As with any boiled dinner, the sauce you choose to accompany the dish is important. For this, I really like Pommery mustard and good cultured butter. I like the mustard for dipping the chicken and the butter for all the vegetables, especially the cabbage. I often use a big pot and add an extra chicken for use throughout the week, and I always save the leftover broth for soup.

Poule au Pot
Poule au Pot

As with any boiled dinner, the sauce you choose to accompany the dish is important. For this, I really like Pommery mustard and good cultured butter. I like the mustard for dipping the chicken and the butter for all the vegetables, especially the cabbage. I often use a big pot and add an extra chicken for use throughout the week, and I always save the leftover broth for soup.

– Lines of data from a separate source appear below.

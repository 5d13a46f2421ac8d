use std::cell::{Cell, RefCell};
use std::io::stdout;
use std::rc::Rc;
use std::sync::Arc;
use std::time::Duration;

use anyhow::Result;
use crossterm::{
    event::{
        self, DisableMouseCapture, EnableMouseCapture, Event, KeyCode, KeyEvent, KeyEventKind,
        KeyModifiers, MouseButton, MouseEvent, MouseEventKind,
    },
    execute,
    terminal::{EnterAlternateScreen, LeaveAlternateScreen, disable_raw_mode, enable_raw_mode},
};
use flamecanvas_core::theme;
use flamecanvas_core::{
    ContextMenuPayload, EventLoop, EventTarget, FlamegraphView, HostElement, HostEvent,
    HostHandle, HoverLabel, Key, KeyPress, MemoryStore, Settings, StateStore,
};
use flamecanvas_protocol::{Point, ProfileData, RenderCommand, Rgba, Theme, ThemeToken, Viewport};
use ratatui::{
    Frame, Terminal,
    backend::CrosstermBackend,
    buffer::{Buffer, Cell as BufferCell},
    layout::Rect,
    style::{Color, Modifier, Style},
    widgets::{Block, Paragraph, Widget},
};

/// Pixels per terminal column. Rows are one level tall.
const COLUMN_WIDTH: f64 = 8.0;

/// A [`HostElement`] backed by the terminal: paints are kept and drawn on
/// the next frame.
struct TerminalHost {
    viewport: Cell<Viewport>,
    commands: RefCell<Vec<RenderCommand>>,
    label: RefCell<HoverLabel>,
    match_summary: Cell<Option<usize>>,
    context_menu: RefCell<Option<ContextMenuPayload>>,
    search_requested: Cell<bool>,
}

impl TerminalHost {
    fn new() -> Self {
        Self {
            viewport: Cell::new(Viewport::sized(0.0, 0.0)),
            commands: RefCell::new(Vec::new()),
            label: RefCell::new(HoverLabel::default()),
            match_summary: Cell::new(None),
            context_menu: RefCell::new(None),
            search_requested: Cell::new(false),
        }
    }
}

impl HostElement for TerminalHost {
    fn is_attached(&self) -> bool {
        true
    }

    fn viewport(&self) -> Viewport {
        self.viewport.get()
    }

    fn paint(&self, commands: &[RenderCommand]) {
        *self.commands.borrow_mut() = commands.to_vec();
    }

    fn update_label(&self, label: &HoverLabel) {
        self.label.borrow_mut().clone_from(label);
    }

    fn set_match_summary(&self, matched: Option<usize>) {
        self.match_summary.set(matched);
    }

    fn show_context_menu(&self, payload: ContextMenuPayload) {
        *self.context_menu.borrow_mut() = Some(payload);
    }

    fn open_search(&self) {
        self.search_requested.set(true);
    }
}

/// Maps between terminal cells and canvas pixels.
#[derive(Debug, Clone, Copy)]
struct CellGrid {
    area: Rect,
    level_height: f64,
}

impl CellGrid {
    fn viewport(&self, scroll_rows: usize) -> Viewport {
        Viewport {
            y: scroll_rows as f64 * self.level_height,
            width: f64::from(self.area.width) * COLUMN_WIDTH,
            height: f64::from(self.area.height) * self.level_height,
        }
    }

    /// Center of the cell under the mouse, relative to the canvas.
    fn point(&self, column: u16, row: u16) -> Option<Point> {
        let inside = column >= self.area.x
            && column < self.area.right()
            && row >= self.area.y
            && row < self.area.bottom();
        inside.then(|| {
            Point::new(
                (f64::from(column - self.area.x) + 0.5) * COLUMN_WIDTH,
                (f64::from(row - self.area.y) + 0.5) * self.level_height,
            )
        })
    }

    fn column(&self, x: f64) -> i64 {
        (x / COLUMN_WIDTH).round() as i64
    }

    fn row(&self, y: f64) -> i64 {
        (y / self.level_height).floor() as i64
    }
}

struct App {
    view: FlamegraphView,
    host: Rc<TerminalHost>,
    events: Rc<EventLoop>,
    state: Rc<MemoryStore>,
    theme: Theme,
    scroll_rows: usize,
    prompt: Option<String>,
    quit: bool,
}

pub fn run(profile: Arc<ProfileData>, settings: Settings, theme: Theme) -> Result<()> {
    enable_raw_mode()?;
    let mut stdout = stdout();
    execute!(stdout, EnterAlternateScreen, EnableMouseCapture)?;
    let backend = CrosstermBackend::new(stdout);
    let mut terminal = Terminal::new(backend)?;

    let result = event_loop(&mut terminal, profile, settings, theme);

    disable_raw_mode()?;
    execute!(
        terminal.backend_mut(),
        LeaveAlternateScreen,
        DisableMouseCapture
    )?;
    terminal.show_cursor()?;
    result
}

fn event_loop(
    terminal: &mut Terminal<CrosstermBackend<std::io::Stdout>>,
    profile: Arc<ProfileData>,
    settings: Settings,
    theme: Theme,
) -> Result<()> {
    let level_height = settings.flamegraph.level_height.max(1.0);
    let mut app = App::new(profile, settings, theme);

    while !app.quit {
        let size = terminal.size()?;
        let grid = CellGrid {
            area: Rect::new(0, 1, size.width, size.height.saturating_sub(2)),
            level_height,
        };
        app.clamp_scroll();
        app.update_viewport(grid.viewport(app.scroll_rows));
        app.events.run_animation_frames();
        app.take_search_request();

        terminal.draw(|frame| app.draw(frame, grid))?;

        if event::poll(Duration::from_millis(100))? {
            match event::read()? {
                Event::Key(key) if key.kind == KeyEventKind::Press => app.on_key(key),
                Event::Mouse(mouse) => app.on_mouse(mouse, grid),
                _ => {}
            }
            app.view.sync();
        }
    }
    app.view.unmount();
    Ok(())
}

impl App {
    fn new(profile: Arc<ProfileData>, settings: Settings, theme: Theme) -> Self {
        let is_diff = profile.is_diff();
        let host = Rc::new(TerminalHost::new());
        let events = EventLoop::new();
        let state = Rc::new(MemoryStore::default());
        let mut view = FlamegraphView::new(
            HostHandle::new(host.clone(), Rc::clone(&events)),
            state.clone(),
            settings,
        );
        view.set_theme(theme);
        view.set_profile(profile, is_diff);
        Self {
            view,
            host,
            events,
            state,
            theme,
            scroll_rows: 0,
            prompt: None,
            quit: false,
        }
    }

    /// Open the prompt if the renderer asked for it (Ctrl+F).
    fn take_search_request(&mut self) {
        if self.host.search_requested.replace(false) && self.prompt.is_none() {
            self.open_prompt();
        }
    }

    /// Start editing the search, prefilled with the current one.
    fn open_prompt(&mut self) {
        self.prompt = Some(self.state.get().search.unwrap_or_default());
    }

    fn clamp_scroll(&mut self) {
        let rows = self.view.geometry().map_or(0, |g| g.row_count());
        self.scroll_rows = self.scroll_rows.min(rows.saturating_sub(1));
    }

    /// Push a new viewport to the host and tell the renderer why it changed.
    fn update_viewport(&self, viewport: Viewport) {
        let previous = self.host.viewport.replace(viewport);
        if previous == viewport {
            return;
        }
        let event = if previous.width == viewport.width && previous.height == viewport.height {
            HostEvent::Scroll
        } else {
            HostEvent::Resize
        };
        self.events.dispatch(EventTarget::Document, event);
    }

    fn on_key(&mut self, key: KeyEvent) {
        if let Some(prompt) = &mut self.prompt {
            match key.code {
                KeyCode::Char(c) => prompt.push(c),
                KeyCode::Backspace => {
                    prompt.pop();
                }
                KeyCode::Enter => {
                    let text = std::mem::take(prompt);
                    self.prompt = None;
                    self.view.update_search(&text);
                }
                KeyCode::Esc => self.prompt = None,
                _ => {}
            }
            return;
        }

        let ctrl = key.modifiers.contains(KeyModifiers::CONTROL);
        match key.code {
            KeyCode::Char('q') if !ctrl => self.quit = true,
            KeyCode::Char('c') if ctrl => self.quit = true,
            KeyCode::Char('r') if !ctrl => self.view.toggle_reverse(),
            KeyCode::Char('/') => self.open_prompt(),
            KeyCode::Up => self.scroll_rows = self.scroll_rows.saturating_sub(1),
            KeyCode::Down => self.scroll_rows += 1,
            _ => {
                self.host.context_menu.borrow_mut().take();
                self.events.dispatch(
                    EventTarget::Document,
                    HostEvent::KeyDown(key_press(key)),
                );
            }
        }
    }

    fn on_mouse(&mut self, mouse: MouseEvent, grid: CellGrid) {
        let point = grid.point(mouse.column, mouse.row);
        let event = match (mouse.kind, point) {
            (MouseEventKind::ScrollDown, _) => {
                self.scroll_rows += 1;
                return;
            }
            (MouseEventKind::ScrollUp, _) => {
                self.scroll_rows = self.scroll_rows.saturating_sub(1);
                return;
            }
            (MouseEventKind::Moved, Some(point)) => HostEvent::PointerMove(point),
            (MouseEventKind::Moved, None) => HostEvent::PointerLeave,
            (MouseEventKind::Down(MouseButton::Left), Some(point)) => {
                // A click outside an open menu only closes it.
                if self.host.context_menu.borrow_mut().take().is_some() {
                    return;
                }
                HostEvent::Click(point)
            }
            (MouseEventKind::Down(MouseButton::Right), Some(point)) => {
                HostEvent::ContextMenu(point)
            }
            _ => return,
        };
        self.events.dispatch(EventTarget::Canvas, event);
    }

    fn draw(&self, frame: &mut Frame, grid: CellGrid) {
        let area = frame.area();
        let chrome = Style::default().fg(Color::White).bg(Color::DarkGray);

        let mut header = format!(" flamecanvas | {} frames", self.view.frames_count());
        if let Some(matched) = self.host.match_summary.get() {
            header.push_str(&format!(" | Matched: {matched} frames"));
        }
        header.push_str(" | / search  r reverse  q quit ");
        frame.render_widget(
            Paragraph::new(header).style(chrome),
            Rect::new(0, 0, area.width, 1),
        );

        let commands = self.host.commands.borrow();
        draw_commands(frame.buffer_mut(), grid, &commands, self.theme);

        let footer = if let Some(prompt) = &self.prompt {
            format!(" /{prompt}▏")
        } else if let Some(menu) = self.host.context_menu.borrow().as_ref() {
            context_menu_line(menu)
        } else {
            let label = self.host.label.borrow();
            if label.visible {
                format!(" {}", label.text)
            } else {
                String::new()
            }
        };
        frame.render_widget(
            Paragraph::new(footer).style(chrome),
            Rect::new(0, area.height.saturating_sub(1), area.width, 1),
        );
    }
}

fn key_press(key: KeyEvent) -> KeyPress {
    let code = match key.code {
        KeyCode::Char(c) => Key::Char(c),
        KeyCode::Esc => Key::Escape,
        KeyCode::Enter => Key::Enter,
        KeyCode::Backspace => Key::Backspace,
        _ => Key::Other,
    };
    KeyPress {
        key: code,
        ctrl: key.modifiers.contains(KeyModifiers::CONTROL),
        meta: key.modifiers.contains(KeyModifiers::SUPER),
    }
}

fn context_menu_line(menu: &ContextMenuPayload) -> String {
    let node = &menu.node;
    let mut line = format!(" {} ({})", node.name, node.coords);
    if let Some(file) = &node.file {
        line.push_str(&format!(" {file}"));
    }
    if let Some(kind) = &node.kind {
        line.push_str(&format!(" [{kind}]"));
    }
    if node.inlined {
        line.push_str(" inlined");
    }
    line.push_str(&format!(
        " | total {} self {}",
        node.event_count, node.self_event_count
    ));
    line
}

fn to_color(color: Rgba) -> Color {
    Color::Rgb(color.r, color.g, color.b)
}

/// Flatten a translucent color onto the background the way a canvas would.
fn blend(color: Rgba, background: Rgba) -> Rgba {
    background.lerp(Rgba { a: u8::MAX, ..color }, color.opacity())
}

fn draw_commands(buf: &mut Buffer, grid: CellGrid, commands: &[RenderCommand], theme: Theme) {
    let area = grid.area;
    let mut background = theme::resolve(ThemeToken::Background, theme);
    let outline = theme::resolve(ThemeToken::HoverOutline, theme);

    for command in commands {
        match command {
            RenderCommand::Clear { color } => {
                background = *color;
                Block::default()
                    .style(Style::default().bg(to_color(*color)))
                    .render(area, buf);
            }
            RenderCommand::DrawRect {
                rect, fill, border, ..
            } => {
                let row = grid.row(rect.y);
                let left = grid.column(rect.x);
                let right = grid.column(rect.x + rect.w).max(left + 1);
                let fill = to_color(blend(*fill, background));
                let hovered = *border == Some(outline);
                for column in left..right {
                    let Some(target) = cell_at(buf, area, column, row) else {
                        continue;
                    };
                    target.set_char(' ').set_bg(fill);
                    if hovered {
                        target.set_style(Style::default().add_modifier(Modifier::REVERSED));
                    }
                }
                if right - left > 1
                    && let Some(border) = border
                    && let Some(target) = cell_at(buf, area, left, row)
                {
                    target
                        .set_char('▏')
                        .set_fg(to_color(blend(*border, background)));
                }
            }
            RenderCommand::DrawText {
                position,
                text,
                color,
                max_width,
                ..
            } => {
                let row = grid.row(position.y);
                let start = grid.column(position.x).max(0);
                let room = (max_width / COLUMN_WIDTH).floor() as usize;
                let fg = to_color(blend(*color, background));
                for (i, ch) in text.chars().take(room).enumerate() {
                    if let Some(target) = cell_at(buf, area, start + i as i64, row) {
                        target.set_char(ch).set_fg(fg);
                    }
                }
            }
        }
    }
}

/// The buffer cell at `column`/`row` of `area`, if inside it.
fn cell_at(buf: &mut Buffer, area: Rect, column: i64, row: i64) -> Option<&mut BufferCell> {
    let inside =
        column >= 0 && row >= 0 && column < i64::from(area.width) && row < i64::from(area.height);
    if !inside {
        return None;
    }
    Some(&mut buf[(area.x + column as u16, area.y + row as u16)])
}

  • Preparing Time: 15 minutes
  • Total Time: 30 minutes
  • Served Person: 4
  • Carbohydrate 120.683191763885 g
  • Cholesterol 21.0933333511646 mg
  • Fat 9.59606703538467 g
  • Fiber 20.6565143258301 g
  • Protein 20.8980081882937 g
  • Saturated Fat 2.92822101741333 g
  • Serving Size 1 1 Serving (873g)
  • Sodium 688.085977538422 mg
  • Sugar 100.026677438055 g
  • Trans Fat 1.53807089663579 g
  • Calories 615 calories

Step-by-step

  • Place the oats into a sauce pan.
  • Add a heavy pinch of salt then cover with water by 2 inches.
  • Place the pot over high heat and bring it to a boil.
  • Boil two minutes then turn off the heat and cover the pan.
  • Let the oats sit for two hours.
  • The oats should be tender but chewy.
  • Add the sliced leeks to the liquid and turn the heat to medium.
  • Bring the oats to a boil and cook them another 10 minutes.
  • Drain them, add the pancetta and parsley a good grinding of black pepper then let them cool.
  • Give the oats a taste and adjust the seasoning as necessary.
  • Rinse out, drain then stuff the cavity of the chicken with the oat stuffing.
  • Depending on the size of your bird you may have a little extra stuffing but better to have too much than too little.
  • Using a trussing needle, sew shut the cavity or you can pinch together the skin and run a toothpick through it much like a straight pin through a hem.
  • Either way make sure you close the opening or the stuffing will wind up floating around in your broth.
  • Truss the chicken legs and tuck the wing under the back.
  • Place the chicken in a large pot and add the rest of the ingredients.
  • Add cold water, make sure it is cold, to cover, and two teaspoons of salt.
  • Place the pot over medium high heat.
  • Bring to a boil then reduce the heat to a simmer.
  • Simmer the chicken till done, about an hour and a half. It takes longer than if you just poach a whole chicken because you have stuffed this bird.
  • When the bird is done, fish it carefully from the liquid to a cutting board, remove the skin and carve the bird.
  • Use a spoon to dig out the stuffing and place it on a platter surrounded by the veggies and then attractively plate the chicken on top of the veg.
  • Serve with plenty of Pommery mustard and any other dipping sauce you may want.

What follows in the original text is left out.